## [TASK STATEMENT]
Restate, word for word, each record that follows.

# # # # # # #

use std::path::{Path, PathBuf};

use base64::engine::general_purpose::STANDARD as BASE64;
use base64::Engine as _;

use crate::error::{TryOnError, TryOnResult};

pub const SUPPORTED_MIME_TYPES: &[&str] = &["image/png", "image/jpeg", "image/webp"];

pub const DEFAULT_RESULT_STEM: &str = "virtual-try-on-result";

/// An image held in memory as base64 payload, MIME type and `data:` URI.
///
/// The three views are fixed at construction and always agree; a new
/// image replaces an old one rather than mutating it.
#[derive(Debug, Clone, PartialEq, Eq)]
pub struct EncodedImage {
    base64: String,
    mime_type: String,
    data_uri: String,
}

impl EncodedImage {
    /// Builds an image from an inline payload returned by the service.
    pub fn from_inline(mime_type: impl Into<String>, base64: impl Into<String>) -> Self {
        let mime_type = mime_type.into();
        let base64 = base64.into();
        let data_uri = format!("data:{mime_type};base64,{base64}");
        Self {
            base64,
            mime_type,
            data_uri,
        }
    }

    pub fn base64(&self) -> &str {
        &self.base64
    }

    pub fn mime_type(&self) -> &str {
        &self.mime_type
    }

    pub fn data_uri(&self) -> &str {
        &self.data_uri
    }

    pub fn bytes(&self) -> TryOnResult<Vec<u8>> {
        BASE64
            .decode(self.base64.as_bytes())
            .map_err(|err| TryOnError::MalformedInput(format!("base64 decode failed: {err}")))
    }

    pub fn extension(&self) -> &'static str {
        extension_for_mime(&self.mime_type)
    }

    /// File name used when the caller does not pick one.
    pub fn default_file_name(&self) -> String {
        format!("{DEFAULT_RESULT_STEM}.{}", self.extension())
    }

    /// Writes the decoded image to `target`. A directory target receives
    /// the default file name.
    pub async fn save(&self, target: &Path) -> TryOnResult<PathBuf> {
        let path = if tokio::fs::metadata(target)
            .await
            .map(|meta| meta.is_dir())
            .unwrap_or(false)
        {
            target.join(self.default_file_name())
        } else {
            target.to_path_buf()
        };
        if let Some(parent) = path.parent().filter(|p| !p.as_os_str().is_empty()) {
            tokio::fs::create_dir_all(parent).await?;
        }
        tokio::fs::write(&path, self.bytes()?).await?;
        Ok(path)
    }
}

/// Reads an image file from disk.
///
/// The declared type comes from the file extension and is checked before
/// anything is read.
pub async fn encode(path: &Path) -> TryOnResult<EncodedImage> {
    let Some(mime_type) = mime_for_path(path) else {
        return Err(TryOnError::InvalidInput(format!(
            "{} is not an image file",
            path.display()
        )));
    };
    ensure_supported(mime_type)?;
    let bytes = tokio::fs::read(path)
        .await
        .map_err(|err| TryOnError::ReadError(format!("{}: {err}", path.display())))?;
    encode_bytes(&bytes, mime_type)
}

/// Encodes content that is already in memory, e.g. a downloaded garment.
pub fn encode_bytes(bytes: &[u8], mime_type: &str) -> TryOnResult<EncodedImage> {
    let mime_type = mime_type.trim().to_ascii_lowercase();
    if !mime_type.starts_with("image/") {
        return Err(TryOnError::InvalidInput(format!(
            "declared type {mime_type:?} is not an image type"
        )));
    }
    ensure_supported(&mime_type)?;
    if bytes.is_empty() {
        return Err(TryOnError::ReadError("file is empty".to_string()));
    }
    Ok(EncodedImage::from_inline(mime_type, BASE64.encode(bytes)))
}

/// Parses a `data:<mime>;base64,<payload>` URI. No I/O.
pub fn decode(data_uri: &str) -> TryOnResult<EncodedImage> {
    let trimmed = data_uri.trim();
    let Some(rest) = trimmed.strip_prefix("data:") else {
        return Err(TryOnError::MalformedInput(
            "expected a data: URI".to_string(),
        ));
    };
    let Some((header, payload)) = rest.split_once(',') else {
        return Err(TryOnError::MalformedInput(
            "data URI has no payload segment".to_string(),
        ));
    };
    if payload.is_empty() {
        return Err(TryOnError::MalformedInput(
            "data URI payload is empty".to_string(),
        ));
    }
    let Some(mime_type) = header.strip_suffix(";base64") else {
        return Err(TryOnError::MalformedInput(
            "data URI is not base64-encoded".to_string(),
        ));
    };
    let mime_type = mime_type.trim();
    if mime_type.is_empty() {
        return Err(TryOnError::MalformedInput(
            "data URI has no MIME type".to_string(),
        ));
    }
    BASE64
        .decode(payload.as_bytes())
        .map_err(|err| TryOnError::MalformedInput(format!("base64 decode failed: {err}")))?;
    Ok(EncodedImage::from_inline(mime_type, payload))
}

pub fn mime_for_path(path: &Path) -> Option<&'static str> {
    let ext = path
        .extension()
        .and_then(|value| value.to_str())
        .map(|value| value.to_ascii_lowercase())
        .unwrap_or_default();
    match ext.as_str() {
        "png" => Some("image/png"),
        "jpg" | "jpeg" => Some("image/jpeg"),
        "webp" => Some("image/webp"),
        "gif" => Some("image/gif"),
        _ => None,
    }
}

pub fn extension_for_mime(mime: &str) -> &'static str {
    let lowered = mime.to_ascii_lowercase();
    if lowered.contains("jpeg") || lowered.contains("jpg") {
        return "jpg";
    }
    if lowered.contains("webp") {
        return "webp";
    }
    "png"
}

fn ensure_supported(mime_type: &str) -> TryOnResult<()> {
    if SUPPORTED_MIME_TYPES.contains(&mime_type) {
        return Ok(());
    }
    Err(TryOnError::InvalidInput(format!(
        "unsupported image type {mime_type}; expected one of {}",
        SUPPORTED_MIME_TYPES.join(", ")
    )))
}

# # # # # # #

## [RESULT BELOW]
use std::path::{Path, PathBuf};

use base64::engine::general_purpose::STANDARD as BASE64;
use base64::Engine as _;

use crate::error::{TryOnError, TryOnResult};

pub const SUPPORTED_MIME_TYPES: &[&str] = &["image/png", "image/jpeg", "image/webp"];

pub const DEFAULT_RESULT_STEM: &str = "virtual-try-on-result";

/// An image held in memory as base64 payload, MIME type and `data:` URI.
///
/// The three views are fixed at construction and always agree; a new
/// image replaces an old one rather than mutating it.
#[derive(Debug, Clone, PartialEq, Eq)]
pub struct EncodedImage {
    base64: String,
    mime_type: String,
    data_uri: String,
}

impl EncodedImage {
    /// Builds an image from an inline payload returned by the service.
    pub fn from_inline(mime_type: impl Into<String>, base64: impl Into<String>) -> Self {
        let mime_type = mime_type.into();
        let base64 = base64.into();
        let data_uri = format!("data:{mime_type};base64,{base64}");
        Self {
            base64,
            mime_type,
            data_uri,
        }
    }

    pub fn base64(&self) -> &str {
        &self.base64
    }

    pub fn mime_type(&self) -> &str {
        &self.mime_type
    }

    pub fn data_uri(&self) -> &str {
        &self.data_uri
    }

    pub fn bytes(&self) -> TryOnResult<Vec<u8>> {
        BASE64
            .decode(self.base64.as_bytes())
            .map_err(|err| TryOnError::MalformedInput(format!("base64 decode failed: {err}")))
    }

    pub fn extension(&self) -> &'static str {
        extension_for_mime(&self.mime_type)
    }

    /// File name used when the caller does not pick one.
    pub fn default_file_name(&self) -> String {
        format!("{DEFAULT_RESULT_STEM}.{}", self.extension())
    }

    /// Writes the decoded image to `target`. A directory target receives
    /// the default file name.
    pub async fn save(&self, target: &Path) -> TryOnResult<PathBuf> {
        let path = if tokio::fs::metadata(target)
            .await
            .map(|meta| meta.is_dir())
            .unwrap_or(false)
        {
            target.join(self.default_file_name())
        } else {
            target.to_path_buf()
        };
        if let Some(parent) = path.parent().filter(|p| !p.as_os_str().is_empty()) {
            tokio::fs::create_dir_all(parent).await?;
        }
        tokio::fs::write(&path, self.bytes()?).await?;
        Ok(path)
    }
}

/// Reads an image file from disk.
///
/// The declared type comes from the file extension and is checked before
/// anything is read.
pub async fn encode(path: &Path) -> TryOnResult<EncodedImage> {
    let Some(mime_type) = mime_for_path(path) else {
        return Err(TryOnError::InvalidInput(format!(
            "{} is not an image file",
            path.display()
        )));
    };
    ensure_supported(mime_type)?;
    let bytes = tokio::fs::read(path)
        .await
        .map_err(|err| TryOnError::ReadError(format!("{}: {err}", path.display())))?;
    encode_bytes(&bytes, mime_type)
}

/// Encodes content that is already in memory, e.g. a downloaded garment.
pub fn encode_bytes(bytes: &[u8], mime_type: &str) -> TryOnResult<EncodedImage> {
    let mime_type = mime_type.trim().to_ascii_lowercase();
    if !mime_type.starts_with("image/") {
        return Err(TryOnError::InvalidInput(format!(
            "declared type {mime_type:?} is not an image type"
        )));
    }
    ensure_supported(&mime_type)?;
    if bytes.is_empty() {
        return Err(TryOnError::ReadError("file is empty".to_string()));
    }
    Ok(EncodedImage::from_inline(mime_type, BASE64.encode(bytes)))
}

/// Parses a `data:<mime>;base64,<payload>` URI. No I/O.
pub fn decode(data_uri: &str) -> TryOnResult<EncodedImage> {
    let trimmed = data_uri.trim();
    let Some(rest) = trimmed.strip_prefix("data:") else {
        return Err(TryOnError::MalformedInput(
            "expected a data: URI".to_string(),
        ));
    };
    let Some((header, payload)) = rest.split_once(',') else {
        return Err(TryOnError::MalformedInput(
            "data URI has no payload segment".to_string(),
        ));
    };
    if payload.is_empty() {
        return Err(TryOnError::MalformedInput(
            "data URI payload is empty".to_string(),
        ));
    }
    let Some(mime_type) = header.strip_suffix(";base64") else {
        return Err(TryOnError::MalformedInput(
            "data URI is not base64-encoded".to_string(),
        ));
    };
    let mime_type = mime_type.trim();
    if mime_type.is_empty() {
        return Err(TryOnError::MalformedInput(
            "data URI has no MIME type".to_string(),
        ));
    }
    BASE64
        .decode(payload.as_bytes())
        .map_err(|err| TryOnError::MalformedInput(format!("base64 decode failed: {err}")))?;
    Ok(EncodedImage::from_inline(mime_type, payload))
}

pub fn mime_for_path(path: &Path) -> Option<&'static str> {
    let ext = path
        .extension()
        .and_then(|value| value.to_str())
        .map(|value| value.to_ascii_lowercase())
        .unwrap_or_default();
    match ext.as_str() {
        "png" => Some("image/png"),
        "jpg" | "jpeg" => Some("image/jpeg"),
        "webp" => Some("image/webp"),
        "gif" => Some("image/gif"),
        _ => None,
    }
}

pub fn extension_for_mime(mime: &str) -> &'static str {
    let lowered = mime.to_ascii_lowercase();
    if lowered.contains("jpeg") || lowered.contains("jpg") {
        return "jpg";
    }
    if lowered.contains("webp") {
        return "webp";
    }
    "png"
}

fn ensure_supported(mime_type: &str) -> TryOnResult<()> {
    if SUPPORTED_MIME_TYPES.contains(&mime_type) {
        return Ok(());
    }
    Err(TryOnError::InvalidInput(format!(
        "unsupported image type {mime_type}; expected one of {}",
        SUPPORTED_MIME_TYPES.join(", ")
    )))
}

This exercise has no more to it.